Записи на таблицах. Повести и рассказы разных лет - страница 22



Авраам не выдержал, слезы набежали на глаза его неожиданно, как первый осенний дождь приходит после горячих летних дней. Он ничего не сказал Ишмаэлю. Радость и горечь смешались в нем, медленной старческой походкой шел Авраам к шатру жены своей, не веря еще в то, что его Сарра, его прекрасная и любимая Сарра принесла ему сына. Столько лет прошло, столько дождей пролилось над ликом земли, так много всего приходило и уходило в жизни его. Дыхание Авраама стало частым, слезы медленно катились по лицу. Он шел к Сарре, любимой доброй Сарре, он благодарил Бога Всевышнего за дарованного ему дитятю, сухими губами шептал слова молитвы, беззвучно и тихо.

И рос Ицхак, и налились молоком высохшие груди Сарры, и она кормила его, неумело придерживая головку сыну морщинистыми руками, шепча ему на крошечное ухо, то, что обычно шепчут матери своим маленьким детям. И годы проходили, и вырос Ицхак, став красивым юношей с добрым задумчивым взглядом, и взглянул на него Господь и обратился к Аврааму:

– Авраам, – позвал Господь старика, когда утро только начинало освещать розовыми рассветными лучами горы хевронские.

– Вот я, – молвил Авраам.

И сказал ему Господь, что жертву должен принести ему Авраам, искупительную жертву, сына своего, любимого, младшего, Ицхака.

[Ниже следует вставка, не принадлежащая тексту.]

//! Fixed data contracts: raw file layouts, event codes, and device vocabularies
//!
//! Both input files arrive headerless, so column meaning is positional. The
//! constants here are the single source of truth for those positions and for
//! the closed categorical vocabularies used during encoding.

/// Positional column names of the raw session-event file.
pub const SESSION_COLUMNS: [&str; 25] = [
    "sessionid",
    "category",
    "imageurl",
    "createddate",
    "pagetitle",
    "pageurl",
    "userid",
    "fullurl",
    "providerid",
    "productid",
    "normalizedpageurl",
    "rawpageurl",
    "referrerurl",
    "rawreferrerurl",
    "utmsource",
    "utmmedium",
    "utmcontent",
    "utmcampaign",
    "utmterm",
    "ipaddress",
    "deviceid",
    "requesttype",
    "eventtype",
    "quantity",
    "price",
];

/// Session columns never consumed downstream, pruned during cleaning.
pub const PRUNED_SESSION_COLUMNS: [&str; 13] = [
    "imageurl",
    "pageurl",
    "fullurl",
    "normalizedpageurl",
    "rawpageurl",
    "rawreferrerurl",
    "utmsource",
    "utmmedium",
    "utmcontent",
    "utmcampaign",
    "utmterm",
    "ipaddress",
    "requesttype",
];

/// Positional column names of the raw device file.
pub const DEVICE_COLUMNS: [&str; 11] = [
    "deviceid",
    "devicecategory",
    "devicetype",
    "agenttype",
    "os",
    "osversion",
    "useragent",
    "providerid",
    "createddate",
    "userid",
    "authtype",
];

/// Device columns never consumed downstream, ignored by the join.
pub const PRUNED_DEVICE_COLUMNS: [&str; 5] = [
    "osversion",
    "useragent",
    "providerid",
    "createddate",
    "authtype",
];

/// Event-type codes paired with their readable names. The names become
/// indicator column labels during encoding.
pub const EVENT_TYPES: [(i64, &str); 8] = [
    (-1, "Delete from Wishlist"),
    (1, "Page View"),
    (3, "Add to Cart"),
    (4, "Add to Wishlist"),
    (6, "Purchase"),
    (7, "Remove from Cart"),
    (8, "Add to Watchlist"),
    (104, "Begin Checkout"),
];

/// Reference event excluded from the event indicator expansion, along with
/// every lag variant of it.
pub const BASELINE_EVENT: &str = "Add to Watchlist";

/// Day names indexed by days-from-Monday.
pub const DAY_NAMES: [&str; 7] = [
    "Monday",
    "Tuesday",
    "Wednesday",
    "Thursday",
    "Friday",
    "Saturday",
    "Sunday",
];

/// Reference day excluded from the day-of-week indicator expansion.
pub const BASELINE_DAY: &str = "Monday";

pub const HOURS_PER_DAY: i64 = 24;

/// Reference hour excluded from the hour indicator expansion.
pub const BASELINE_HOUR: i64 = 0;

/// Closed vocabulary for the device category attribute.
pub const DEVICE_CATEGORIES: [&str; 9] = [
    "iPhone",
    "Windows PC",
    "Android phone",
    "Mac",
    "iPad",
    "Linux PC",
    "Android PC",
    "Android tablet",
    "Windows phone",
];

/// Closed vocabulary for the device type attribute.
pub const DEVICE_TYPES: [&str; 3] = ["Smartphone", "Personal computer", "Tablet"];

/// Closed vocabulary for the agent type attribute.
pub const AGENT_TYPES: [&str; 2] = ["Mobile Browser", "Browser"];

/// Closed vocabulary for the operating system attribute.
pub const OS_NAMES: [&str; 5] = ["iOS", "Android", "Windows", "OS X", "Linux"];

/// Fallback for a device attribute present in the device file but outside
/// its closed vocabulary.
pub const OTHER: &str = "Other";

/// Fallback for session rows with no matching device record. Kept distinct
/// from [`OTHER`] so the two situations stay distinguishable upstream of
/// encoding.
pub const UNKNOWN: &str = "Unknown";

/// Event-type value standing in for "no event" at a sequence boundary.
/// Rows still carrying it after lag derivation are filtered out.
pub const SENTINEL_EVENT: i64 = 0;
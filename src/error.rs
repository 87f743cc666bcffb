//! Error types for the markovify pipeline

use thiserror::Error;

/// Result type alias used across the crate
pub type Result<T> = std::result::Result<T, MarkovifyError>;

/// Errors produced while building next-action datasets
#[derive(Error, Debug)]
pub enum MarkovifyError {
    /// Raw input could not be read or does not match the expected table shape
    #[error("Data error: {0}")]
    DataError(String),

    /// Pipeline configuration rejected before any data pass
    #[error("Configuration error: {0}")]
    ConfigError(String),

    /// Arguments inconsistent with each other or with the data
    #[error("Validation error: {0}")]
    ValidationError(String),

    /// A required column is missing from an intermediate table
    #[error("Column not found: {0}")]
    ColumnNotFound(String),

    /// Transform was called before fit
    #[error("Not fitted")]
    NotFitted,

    /// IO error
    #[error("IO error: {0}")]
    IoError(#[from] std::io::Error),
}

impl From<polars::error::PolarsError> for MarkovifyError {
    fn from(err: polars::error::PolarsError) -> Self {
        MarkovifyError::DataError(err.to_string())
    }
}
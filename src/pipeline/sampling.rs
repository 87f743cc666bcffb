//! Whole-session sampling
//!
//! Subsampling operates on sessions, never on individual rows, so a sampled
//! dataset still contains only complete event sequences.

use crate::error::{MarkovifyError, Result};
use polars::prelude::*;
use rand::seq::SliceRandom;
use rand::SeedableRng;
use rand_chacha::ChaCha8Rng;
use std::collections::HashSet;
use tracing::debug;

/// Keeps a held-out fraction of whole sessions.
///
/// Unique session ids are collected in first-appearance order, shuffled with
/// a ChaCha8 generator, and the first `ceil(fraction * n)` of them are
/// retained together with all their rows. A given seed always selects the
/// same sessions for the same input.
pub fn sample_sessions(
    df: &DataFrame,
    fraction: f64,
    random_state: Option<u64>,
) -> Result<DataFrame> {
    if !fraction.is_finite() || !(0.0..=1.0).contains(&fraction) {
        return Err(MarkovifyError::ConfigError(format!(
            "sample fraction must lie in [0, 1], got {fraction}"
        )));
    }

    let sessionid = df.column("sessionid")?.str()?;

    let mut unique: Vec<&str> = Vec::new();
    let mut seen: HashSet<&str> = HashSet::new();
    for value in sessionid.into_iter().flatten() {
        if seen.insert(value) {
            unique.push(value);
        }
    }

    let mut rng = match random_state {
        Some(seed) => ChaCha8Rng::seed_from_u64(seed),
        None => ChaCha8Rng::from_entropy(),
    };
    unique.shuffle(&mut rng);

    let n_heldout = ((unique.len() as f64) * fraction).ceil() as usize;
    let n_heldout = n_heldout.min(unique.len());
    let heldout: HashSet<&str> = unique[..n_heldout].iter().copied().collect();

    let keep: Vec<bool> = (0..df.height())
        .map(|i| sessionid.get(i).is_some_and(|v| heldout.contains(v)))
        .collect();
    let mask = BooleanChunked::from_slice("keep".into(), &keep);
    let sampled = df.filter(&mask)?;

    debug!(
        sessions = unique.len(),
        kept_sessions = n_heldout,
        rows = sampled.height(),
        "sampled held-out sessions"
    );
    Ok(sampled)
}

«Ицхак, маленький кудрявый мальчишка, худенький как степная былинка, с глазами ясными и черными, как у матери, красивый и добрый… Как ждал я тебя, молил Господа о тебе, приносил ему жертвы, простирался ниц на пыли дорожной. Ицхак мой… когда ты родился, мама твоя смеялась, превозмогая доселе неизвестное ей чувство боли, имя твое «смеющийся», а ты только улыбаешься застенчивой и робкой улыбкой, ты умный, такой умный, мой маленький. Ты начал говорить рано, раньше, чем твои худые ножки уверенно держали тебя, ты мало ел и почти не капризничал. Помню, когда пыльные бури бушевали над лицом земли, я посадил тебя в мешок и взвалил на спину, чтобы не ранил тебя песок, несомый ветром, чтобы не сбил тебя, слабенького, суховей и не унес от меня. И ты тихо сидел в мешке, только иногда хныкал жалобно, а ветер ревел вокруг, и острые песчинки кололи мое лицо. Мы шли тогда из Хеврона, он же Кирьят-Арба в Беэр-Шеву, где выкопал я колодцы, и скот мог пить там воды вдоволь, ибо засуха была в горах хевронских, и ты шел со мной, мое счастье, мой наследник. Ты рос возле меня, не отходя от меня, я учил тебя всему, что знал сам, я рассказал тебе о Боге Всевышнем, добром и хорошем Боге.

А теперь Бог приказал мне принести тебя в жертву ему. Тебя, моего сына, любимого, Ицхака. И вот – мы поднимаемся с тобой на эту гору, возле города древнего Урусалима, где правит мой учитель царь Малхи-Цедек, карабкаемся на острые камни, и ослик с вязанкой хвороста на спине еле плетется за нами. И я оставил его внизу, а вязанку хвороста отдал тебе, чтобы ты сам нес ее… дрова, на которых я принесу тебя в жертву. А ты спрашиваешь меня, где же молодой барашек для жертвы. Ицхак мой, меня душит ужас, я хочу упасть вот здесь, на эти серые камни с редкой травой вокруг и умереть, я не хочу больше жить, сынок…«Господь сам усмотрит себе жертву для всесожжения»…а что мне сказать тебе? Что я могу сказать тебе, самому любимому моему, сыночек, сыночек мой, я должен принести в жертву тебя, тебя, ты понимаешь? Почему он не пытается даже убежать от меня? Почему сам, безропотно, спокойно ложится на плоский камень, почему? Сын мой… сын мой, я не могу, не могу, я должен… Господи, страшный и карающий царь Вселенной! Бог мой! В жертву тебе отрока своего, единственного своего, любимого своего приношу я. Жесток ты, Господь, но люблю я тебя больше дитяти своего родного, тобою данного, так забери же его, Бог Воинств, а потом… потом забери и меня!